To determine how a defect influences the stability of DMTs, we selected DMTs in the class 2 and 3 and made a small hole by thrusting the tip of the cantilever into the B-tubule (Time = 0, Fig. 5a) and monitored whether or not the damage propagates. In wild type, the hole rarely grew during the observation period (Fig. 5b, Supplementary Movie 5). On the other hand, in the mutants, the hole gradually expanded in both the proximal and distal directions (Fig. 5c, Supplementary Movie 6–8). We did not observe significant difference between depolymerization toward the plus end and the minus end of the DMTs. Time-course analyses of the depolymerized B-tubule length demonstrated that the tendency for depolymerization followed the order as fap45fap52 > fap45 > fap52 ≥ wild type (Fig. 5d). These data strongly suggest that FAP45 and FAP52 stabilize the doublet B-tubule and prevent depolymerization induced by damage to the MT wall. Of note, the DMT of fap45fap52 are still more stable than cytoplasmic microtubules, suggesting that B-tubules are also stabilized by other mechanisms, such as post-translational modifications of tubulin37,38 (Supplementary Fig. 8) and fMIPs that bind inside the B-tubule along its length35.

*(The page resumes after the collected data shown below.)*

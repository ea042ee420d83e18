//! .NET ResX resource files.
//!
//! A ResX document is a `<root>` holding schema, `<resheader>` elements and one
//! `<data name="...">` element per resource, with the text in a `<value>` child.
//! Reconstruction streams the original document through quick-xml and replaces
//! only the `<value>` text of translated entries, so everything else (schema,
//! comments, binary entries, whitespace) is written back untouched.

use quick_xml::{
    Reader, Writer,
    escape::partial_escape,
    events::{BytesEnd, BytesStart, BytesText, Event},
};
use std::fs;
use std::io::BufRead;
use std::path::Path;

use super::ResourceEntries;
use crate::errors::FormatError;

const UTF8_BOM: &[u8] = b"\xEF\xBB\xBF";

/// `type` prefixes of entries that hold binary or file-reference payloads
const NON_TEXT_TYPE_PREFIXES: &[&str] = &[
    "System.Drawing.Bitmap",
    "System.Drawing.Icon",
    "System.Byte[]",
    "System.Resources.ResXFileRef",
];

/// Parse the translatable entries of a ResX file
pub fn parse(path: &Path) -> Result<ResourceEntries, FormatError> {
    let content = fs::read(path).map_err(|source| FormatError::Io {
        path: path.to_path_buf(),
        source,
    })?;
    parse_bytes(&content).map_err(|message| FormatError::Xml {
        path: path.to_path_buf(),
        message,
    })
}

/// Parse ResX content held in memory.
///
/// Entries with a binary type or a `mimetype` attribute are skipped, as are
/// entries with an empty name or an empty value.
pub fn parse_bytes(content: &[u8]) -> Result<ResourceEntries, String> {
    let body = content.strip_prefix(UTF8_BOM).unwrap_or(content);
    let mut reader = Reader::from_reader(body);
    let mut buf = Vec::new();
    let mut entries = ResourceEntries::new();

    loop {
        match reader.read_event_into(&mut buf).map_err(|e| e.to_string())? {
            Event::Start(e) if e.local_name().as_ref() == b"data" => {
                let attrs = DataAttributes::from_start(&e)?;
                let value = read_data_value(&mut reader)?;

                if attrs.is_non_text() {
                    continue;
                }
                match (attrs.name, value) {
                    (Some(name), Some(value)) if !name.is_empty() && !value.is_empty() => {
                        entries.insert(name, value);
                    }
                    _ => {}
                }
            }
            Event::Eof => break,
            _ => {}
        }
        buf.clear();
    }

    Ok(entries)
}

/// Write `original_path` to `output_path` with translated values patched in.
///
/// Entries whose name is absent from `translated` keep their original text.
pub fn reconstruct(
    original_path: &Path,
    translated: &ResourceEntries,
    output_path: &Path,
) -> Result<(), FormatError> {
    let content = fs::read(original_path).map_err(|source| FormatError::Io {
        path: original_path.to_path_buf(),
        source,
    })?;
    let patched = patch_bytes(&content, translated).map_err(|message| FormatError::Xml {
        path: original_path.to_path_buf(),
        message,
    })?;
    fs::write(output_path, patched).map_err(|source| FormatError::Io {
        path: output_path.to_path_buf(),
        source,
    })
}

/// Replace the `<value>` text of every `<data>` element named in `translated`
pub fn patch_bytes(content: &[u8], translated: &ResourceEntries) -> Result<Vec<u8>, String> {
    let mut out = Vec::with_capacity(content.len());
    let body = match content.strip_prefix(UTF8_BOM) {
        Some(rest) => {
            out.extend_from_slice(UTF8_BOM);
            rest
        }
        None => content,
    };
    let mut reader = Reader::from_reader(body);
    let mut writer = Writer::new(out);
    let mut buf = Vec::new();

    let mut in_data = false;
    // Nesting depth below the current <data>; 0 means direct children
    let mut depth = 0usize;
    // Translation still to be written for the current <data>
    let mut pending: Option<&str> = None;

    loop {
        let event = reader.read_event_into(&mut buf).map_err(|e| e.to_string())?;
        match event {
            Event::Eof => break,
            Event::Start(e) => {
                let local = e.local_name().as_ref().to_vec();
                if !in_data && local == b"data" {
                    in_data = true;
                    depth = 0;
                    pending = DataAttributes::from_start(&e)?
                        .name
                        .and_then(|name| translated.get(&name));
                    write(&mut writer, Event::Start(e))?;
                } else if in_data && depth == 0 && local == b"value" && pending.is_some() {
                    let end = e.to_end().into_owned();
                    write(&mut writer, Event::Start(e))?;
                    if let Some(text) = pending.take() {
                        write(&mut writer, Event::Text(escaped_text(text)))?;
                    }
                    skip_element_content(&mut reader)?;
                    write(&mut writer, Event::End(end))?;
                } else {
                    if in_data {
                        depth += 1;
                    }
                    write(&mut writer, Event::Start(e))?;
                }
            }
            Event::End(e) => {
                if in_data {
                    if depth == 0 {
                        in_data = false;
                        pending = None;
                    } else {
                        depth -= 1;
                    }
                }
                write(&mut writer, Event::End(e))?;
            }
            Event::Empty(e) => {
                let is_value = in_data && depth == 0 && e.local_name().as_ref() == b"value";
                match pending.filter(|_| is_value) {
                    Some(text) => {
                        pending = None;
                        write_filled_value(&mut writer, &e, text)?;
                    }
                    None => write(&mut writer, Event::Empty(e))?,
                }
            }
            other => write(&mut writer, other)?,
        }
        buf.clear();
    }

    Ok(writer.into_inner())
}

struct DataAttributes {
    name: Option<String>,
    type_name: Option<String>,
    mimetype: Option<String>,
}

impl DataAttributes {
    fn from_start(e: &BytesStart) -> Result<Self, String> {
        let mut attrs = Self {
            name: None,
            type_name: None,
            mimetype: None,
        };
        for attr in e.attributes().with_checks(false) {
            let attr = attr.map_err(|e| e.to_string())?;
            let value = || -> Result<String, String> {
                attr.unescape_value()
                    .map(|v| v.into_owned())
                    .map_err(|e| e.to_string())
            };
            match attr.key.as_ref() {
                b"name" => attrs.name = Some(value()?),
                b"type" => attrs.type_name = Some(value()?),
                b"mimetype" => attrs.mimetype = Some(value()?),
                _ => {}
            }
        }
        Ok(attrs)
    }

    fn is_non_text(&self) -> bool {
        self.mimetype.is_some()
            || self
                .type_name
                .as_deref()
                .is_some_and(|t| NON_TEXT_TYPE_PREFIXES.iter().any(|p| t.trim_start().starts_with(p)))
    }
}

/// Read the rest of a `<data>` element and return the text of its `<value>` child
fn read_data_value<R: BufRead>(reader: &mut Reader<R>) -> Result<Option<String>, String> {
    let mut buf = Vec::new();
    let mut depth = 0usize;
    let mut in_value = false;
    let mut value: Option<String> = None;

    loop {
        match reader.read_event_into(&mut buf).map_err(|e| e.to_string())? {
            Event::Start(e) => {
                if depth == 0 && value.is_none() && e.local_name().as_ref() == b"value" {
                    in_value = true;
                    value = Some(String::new());
                }
                depth += 1;
            }
            Event::Empty(e) => {
                if depth == 0 && value.is_none() && e.local_name().as_ref() == b"value" {
                    value = Some(String::new());
                }
            }
            Event::Text(t) if in_value => {
                let text = t.unescape().map_err(|e| e.to_string())?;
                if let Some(v) = value.as_mut() {
                    v.push_str(&text);
                }
            }
            Event::CData(c) if in_value => {
                let raw = c.into_inner();
                if let Some(v) = value.as_mut() {
                    v.push_str(&String::from_utf8_lossy(&raw));
                }
            }
            Event::End(_) => {
                if depth == 0 {
                    return Ok(value);
                }
                depth -= 1;
                if depth == 0 {
                    in_value = false;
                }
            }
            Event::Eof => return Err("unexpected end of document inside <data>".to_string()),
            _ => {}
        }
        buf.clear();
    }
}

/// Consume events up to and including the end tag of the element just opened
fn skip_element_content<R: BufRead>(reader: &mut Reader<R>) -> Result<(), String> {
    let mut buf = Vec::new();
    let mut depth = 0usize;
    loop {
        match reader.read_event_into(&mut buf).map_err(|e| e.to_string())? {
            Event::Start(_) => depth += 1,
            Event::End(_) if depth == 0 => return Ok(()),
            Event::End(_) => depth -= 1,
            Event::Eof => return Err("unexpected end of document inside <value>".to_string()),
            _ => {}
        }
        buf.clear();
    }
}

/// Expand `<value/>` into `<value>text</value>`
fn write_filled_value(
    writer: &mut Writer<Vec<u8>>,
    empty: &BytesStart,
    text: &str,
) -> Result<(), String> {
    let end: BytesEnd<'static> = empty.to_end().into_owned();
    write(writer, Event::Start(empty.clone()))?;
    write(writer, Event::Text(escaped_text(text)))?;
    write(writer, Event::End(end))
}

/// Escape only `<`, `>` and `&`, leaving quotes readable in element text
fn escaped_text(text: &str) -> BytesText<'_> {
    BytesText::from_escaped(partial_escape(text))
}

fn write(writer: &mut Writer<Vec<u8>>, event: Event) -> Result<(), String> {
    writer.write_event(event).map_err(|e| e.to_string())
}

MIP3a is important for the crossbridge of the inner junction
Since MIP3a is located near the inner junction between the A-tubule and B-tubule and appeared to attach to the A-tubule35, we investigated whether FAP52 is involved in stabilizing the junction. We previously reported that FAP20 is a component of the inner junction and a null mutant of FAP20 (fap20) showed an abnormal swimming phenotype, although the structure of the DMTs appeared to be normal39. Based on the hypothesis that MIP3a anchors the B-tubule to the A-tubule together with FAP20, we constructed the double and triple mutants fap20fap45, fap20fap52, and fap20fap45fap52. Most fap20fap45 cells were trembling and their motility appeared slightly worse than that of fap20 cells (Supplementary Movie 9). In contrast, fap20fap52 and fap20fap45fap52 cells were essentially paralyzed (Supplementary Movie 9). Furthermore, the flagellar lengths of fap20fap52 and fap20fap45fap52 deviated greatly from wild type, fap20, and fap20fap45 (Fig. 6a and b), with a far higher ratio of short flagella. To identify the cause of these defects, we observed the axonemes of the mutants by thin section TEM. The axonemes and DMTs of fap20fap45 appeared similar to those of fap20 (Fig. 6c and d). Interestingly, several doublet B-tubules in fap20fap52 and fap20fap45fap52 were detached from the A-tubules (Fig. 6c arrowheads; Fig. 6d) whereas no detachment of B-tubules from A-tubules was observed in fap20fap45 axonemes. Given that such defects were rarely observed in fap20 axonemes39, these results demonstrate that MIP3a is required for anchoring the B-tubule to the A-tubule at the inner junction together with FAP20, and the junction is important for stabilizing the axonemal structure.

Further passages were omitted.